There are two things that could help me:

  1. Some brainstorming - if the data are indeed monotonically increasing, what else could produce this error? Another hint, regarding the decimals, could be in this question, but I think my solution (the min and max of x) is robust enough to avoid it. Or isn't it?
  2. Is it possible (how?) to return the value of x_new and it's index when throwing the ValueError: A value in x_new is above the interpolation range. so that I could actually see where in the file is the problem?

UPDATE

So the problem is that, for some reason, max(finex) is larger than max(coarsex) (one is .x39 and the other is .x4). I hoped rounding the original values to 2 significant digits would solve the problem, but it didn't, it displays fewer digits but still counts with the undisplayed. What can I do about it?

Answer

saintsfan342000 picture saintsfan342000 · Aug 1, 2017

If you are running Scipy v. 0.17.0 or newer, then you can pass fill_value='extrapolate' to spi.interp1d, and it will extrapolate to accomadate these values of your's that lie outside the interpolation range. So define your interpolation function like so:

intfunc = spi.interp1d(coarsex, coarsey,axis=0, fill_value="extrapolate")

Be forewarned, however!

Depending on what your data looks like and the type on interpolation you are performing, the extrapolated values can be erroneous. This is especially true if you have noisy or non-monotonic data. In your case you might be ok because your x_new value is only slighly beyond your interpolation range.

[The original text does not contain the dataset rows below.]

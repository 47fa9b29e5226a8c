//! Nodelint Config
//!
//! This crate contains the workflow document types for nodelint and the
//! loader that reads them from disk.
//!
//! A workflow document is a JSON object with three required keys:
//!
//! ```json
//! {
//!   "name": "My workflow",
//!   "nodes": [
//!     { "id": "1", "name": "Cron", "type": "n8n-nodes-base.cron", "typeVersion": 1, "position": [0, 0] }
//!   ],
//!   "connections": {
//!     "Cron": { "main": [[{ "node": "HTTP Request", "type": "main", "index": 0 }]] }
//!   }
//! }
//! ```
//!
//! Loading only produces a generic `serde_json::Value` tree. Shape checks and
//! the projection into [`Document`] are done by `nodelint-workflow`, so a
//! single malformed node never hides problems in the top-level shape.

mod connection;
mod document;
mod load;
mod node;

pub use connection::{Connection, ConnectionSet};
pub use document::Document;
pub use load::{LoadError, load, parse};
pub use node::{NodeDef, Position};
//! Public folder listings: descriptors, upstream JSON decoding, filtering.

use serde::{Deserialize, Serialize};
use serde_json::{Map, Value};

use crate::service::SELECTION_SEPARATOR;

/// Kind tag of a listed resource.
///
/// The upstream tags are kept verbatim so that filtering compares against
/// exactly what the listing API returned.
#[derive(Debug, Clone, PartialEq, Eq, Serialize, Deserialize)]
#[serde(from = "String", into = "String")]
pub enum ResourceKind {
    File,
    Folder,
    /// Any tag the listing API may add later. Listed, never interpreted.
    Other(String),
}

impl ResourceKind {
    pub fn as_str(&self) -> &str {
        match self {
            ResourceKind::File => "file",
            ResourceKind::Folder => "dir",
            ResourceKind::Other(tag) => tag,
        }
    }
}

impl From<String> for ResourceKind {
    fn from(tag: String) -> Self {
        match tag.as_str() {
            "file" => ResourceKind::File,
            "dir" => ResourceKind::Folder,
            _ => ResourceKind::Other(tag),
        }
    }
}

impl From<ResourceKind> for String {
    fn from(kind: ResourceKind) -> Self {
        kind.as_str().to_string()
    }
}

/// One entry of a public folder listing.
#[derive(Debug, Clone, PartialEq, Serialize, Deserialize)]
pub struct FileDescriptor {
    pub name: String,
    #[serde(rename = "type")]
    pub kind: ResourceKind,
    /// Direct download URL. Only files carry one.
    #[serde(rename = "file", default, skip_serializing_if = "Option::is_none")]
    pub download_link: Option<String>,
    #[serde(default, skip_serializing_if = "Option::is_none")]
    pub size: Option<u64>,
    #[serde(default, skip_serializing_if = "Option::is_none")]
    pub modified: Option<String>,
    #[serde(default, skip_serializing_if = "Option::is_none")]
    pub preview: Option<String>,
    /// Remaining upstream fields, passed through untouched.
    #[serde(flatten)]
    pub extra: Map<String, Value>,
}

impl FileDescriptor {
    pub fn is_file(&self) -> bool {
        self.kind == ResourceKind::File
    }

    /// The `"<name>||<url>"` token a listing page submits for a download.
    ///
    /// `None` when there is no link, or when the link itself contains the
    /// separator and could not be split back out.
    pub fn selection_token(&self) -> Option<String> {
        self.download_link
            .as_deref()
            .filter(|link| !link.is_empty() && !link.contains(SELECTION_SEPARATOR))
            .map(|link| format!("{}{SELECTION_SEPARATOR}{}", self.name, link))
    }
}

#[derive(Deserialize)]
struct ListingBody {
    #[serde(rename = "_embedded")]
    embedded: Option<Embedded>,
}

#[derive(Deserialize)]
struct Embedded {
    items: Option<Vec<FileDescriptor>>,
}

/// Decode a listing response body.
///
/// `Ok(None)` means the body parsed but carried no `_embedded.items`
/// container; callers treat that as an empty listing.
pub fn parse_listing(body: &[u8]) -> serde_json::Result<Option<Vec<FileDescriptor>>> {
    let body: ListingBody = serde_json::from_slice(body)?;
    Ok(body.embedded.and_then(|embedded| embedded.items))
}

/// Keep only descriptors whose raw kind tag equals `kind`, in order.
///
/// A missing or empty `kind` keeps everything.
pub fn filter(items: &[FileDescriptor], kind: Option<&str>) -> Vec<FileDescriptor> {
    match kind.filter(|k| !k.is_empty()) {
        None => items.to_vec(),
        Some(kind) => items
            .iter()
            .filter(|item| item.kind.as_str() == kind)
            .cloned()
            .collect(),
    }
}

#[cfg(test)]
mod tests {
    use super::*;

    fn descriptor(name: &str, kind: &str) -> FileDescriptor {
        FileDescriptor {
            name: name.to_string(),
            kind: ResourceKind::from(kind.to_string()),
            download_link: None,
            size: None,
            modified: None,
            preview: None,
            extra: Map::new(),
        }
    }

    #[test]
    fn parses_embedded_items_with_passthrough_fields() {
        let body = br#"{
            "public_key": "abc",
            "_embedded": {
                "total": 2,
                "items": [
                    {
                        "name": "photo.jpg",
                        "type": "file",
                        "file": "https://downloader.example/photo",
                        "size": 2048,
                        "modified": "2024-01-02T03:04:05+00:00",
                        "preview": "https://preview.example/photo",
                        "mime_type": "image/jpeg",
                        "path": "/photo.jpg"
                    },
                    { "name": "docs", "type": "dir", "path": "/docs" }
                ]
            }
        }"#;

        let items = parse_listing(body).unwrap().unwrap();
        assert_eq!(items.len(), 2);

        let photo = &items[0];
        assert!(photo.is_file());
        assert_eq!(photo.download_link.as_deref(), Some("https://downloader.example/photo"));
        assert_eq!(photo.size, Some(2048));
        assert_eq!(photo.extra["mime_type"], "image/jpeg");
        assert_eq!(
            photo.selection_token().as_deref(),
            Some("photo.jpg||https://downloader.example/photo")
        );

        let docs = &items[1];
        assert_eq!(docs.kind, ResourceKind::Folder);
        assert!(docs.download_link.is_none());
        assert!(docs.selection_token().is_none());
    }

    #[test]
    fn link_containing_separator_has_no_token() {
        let body = br#"{"_embedded": {"items": [
            {"name": "odd.txt", "type": "file", "file": "https://dl.example/a||b"}
        ]}}"#;
        let items = parse_listing(body).unwrap().unwrap();
        assert!(items[0].selection_token().is_none());
    }

    #[test]
    fn missing_container_is_none() {
        assert!(parse_listing(br#"{"name": "single.txt", "type": "file"}"#).unwrap().is_none());
        assert!(parse_listing(br#"{"_embedded": {"total": 0}}"#).unwrap().is_none());
    }

    #[test]
    fn invalid_json_is_an_error() {
        assert!(parse_listing(b"<html>503</html>").is_err());
    }

    #[test]
    fn unknown_kind_is_kept_verbatim() {
        let body = br#"{"_embedded": {"items": [{"name": "x", "type": "symlink"}]}}"#;
        let items = parse_listing(body).unwrap().unwrap();
        assert_eq!(items[0].kind, ResourceKind::Other("symlink".to_string()));
        assert_eq!(filter(&items, Some("symlink")).len(), 1);
        assert!(filter(&items, Some("file")).is_empty());
    }

    #[test]
    fn filter_keeps_matching_kind_in_order() {
        let items = vec![
            descriptor("one", "file"),
            descriptor("folder", "dir"),
            descriptor("two", "file"),
        ];

        let files = filter(&items, Some("file"));
        let names: Vec<_> = files.iter().map(|d| d.name.as_str()).collect();
        assert_eq!(names, ["one", "two"]);
    }

    #[test]
    fn filter_without_kind_returns_everything() {
        let items = vec![descriptor("a", "dir"), descriptor("b", "file")];
        assert_eq!(filter(&items, None), items);
        assert_eq!(filter(&items, Some("")), items);
    }

    #[test]
    fn filter_is_case_sensitive() {
        let items = vec![descriptor("a", "file")];
        assert!(filter(&items, Some("FILE")).is_empty());
        assert!(filter(&items, Some("folder")).is_empty());
    }
}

Here's simple demonstration of how this feature can work nicely but also give erroneous results.

import scipy.interpolate as spi
import numpy as np

x = np.linspace(0,1,100)
y = x + np.random.randint(-1,1,100)/100
x_new = np.linspace(0,1.1,100)
intfunc = spi.interp1d(x,y,fill_value="extrapolate")
y_interp = intfunc(x_new)

import matplotlib.pyplot as plt
plt.plot(x_new,y_interp,'r', label='interp/extrap')
plt.plot(x,y, 'b--', label='data')
plt.legend()
plt.show()

enter image description here

So the interpolated portion (in red) worked well, but the extrapolated portion clearly fails to follow the otherwise linear trend in this data because of the noise. So have some understanding of your data and proceed with caution.